Work item -
Your answer should be a single number: the count of lines in the material below that hold "OffsetDateTime".

Study material -
=== Begin Enclosure ===

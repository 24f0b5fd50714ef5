use serde::{Deserialize, Serialize};
use time::OffsetDateTime;
use uuid::Uuid;

use crate::auth::repo_types::User;

/// Request body for signup.
#[derive(Debug, Deserialize)]
pub struct SignupRequest {
    pub name: String,
    pub email: String,
    pub password: String,
}

/// Email/password pair handed to the credentials provider.
#[derive(Debug, Deserialize)]
pub struct CredentialsRequest {
    pub email: String,
    pub password: String,
}

/// Public part of the user returned to the client. Never carries the hash or token.
#[derive(Debug, Clone, PartialEq, Serialize, Deserialize)]
#[serde(rename_all = "camelCase")]
pub struct PublicUser {
    pub id: Uuid,
    pub name: String,
    pub email: String,
    pub image: Option<String>,
    #[serde(with = "time::serde::rfc3339::option")]
    pub email_verified: Option<OffsetDateTime>,
    #[serde(with = "time::serde::rfc3339")]
    pub created_at: OffsetDateTime,
}

impl From<User> for PublicUser {
    fn from(user: User) -> Self {
        Self {
            id: user.id,
            name: user.name,
            email: user.email,
            image: user.image,
            email_verified: user.email_verified,
            created_at: user.created_at,
        }
    }
}

#[derive(Debug, Serialize, Deserialize)]
pub struct SignupResponse {
    pub message: String,
    pub user: PublicUser,
}

#[derive(Debug, Serialize, Deserialize)]
pub struct VerifyEmailResponse {
    pub message: String,
    pub user: PublicUser,
}

#[derive(Debug, Clone, PartialEq, Eq, Serialize, Deserialize)]
pub struct ProviderInfo {
    pub id: String,
    pub name: String,
    #[serde(rename = "type")]
    pub kind: String,
    #[serde(rename = "clientId", skip_serializing_if = "Option::is_none", default)]
    pub client_id: Option<String>,
}

#[derive(Debug, Serialize, Deserialize)]
pub struct ErrorBody {
    pub error: String,
    #[serde(skip_serializing_if = "Option::is_none", default)]
    pub cause: Option<String>,
}

impl ErrorBody {
    pub fn new(error: impl Into<String>) -> Self {
        Self {
            error: error.into(),
            cause: None,
        }
    }
}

=== End Enclosure ===

Response -
3